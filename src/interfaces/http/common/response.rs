//! Response envelope

use serde::{Deserialize, Serialize};
use utoipa::ToSchema;

/// Standard API response wrapper
///
/// Every REST endpoint answers with this envelope.
/// On success: `{"success": true, "data": {...}}`,
/// on failure: `{"success": false, "data": null, "error": "message"}`.
/// Schedule conflicts also carry the conflict report in `data`.
#[derive(Debug, Serialize, Deserialize, ToSchema)]
pub struct ApiResponse<T> {
    pub success: bool,
    pub data: Option<T>,
    #[serde(skip_serializing_if = "Option::is_none")]
    pub error: Option<String>,
}

impl<T> ApiResponse<T> {
    pub fn success(data: T) -> Self {
        Self {
            success: true,
            data: Some(data),
            error: None,
        }
    }

    pub fn error(message: impl Into<String>) -> Self {
        Self {
            success: false,
            data: None,
            error: Some(message.into()),
        }
    }

    /// Failed request that still returns a payload describing the failure.
    pub fn failure(message: impl Into<String>, data: T) -> Self {
        Self {
            success: false,
            data: Some(data),
            error: Some(message.into()),
        }
    }
}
______
• **ABOUT THIS EXERCISE**:
Only lines of the data holding the word "impl" go in the answer. Please copy each of them.

• **RESULT FOR THIS EXERCISE**:
impl<T> ApiResponse<T> {
    pub fn error(message: impl Into<String>) -> Self {
    pub fn failure(message: impl Into<String>, data: T) -> Self {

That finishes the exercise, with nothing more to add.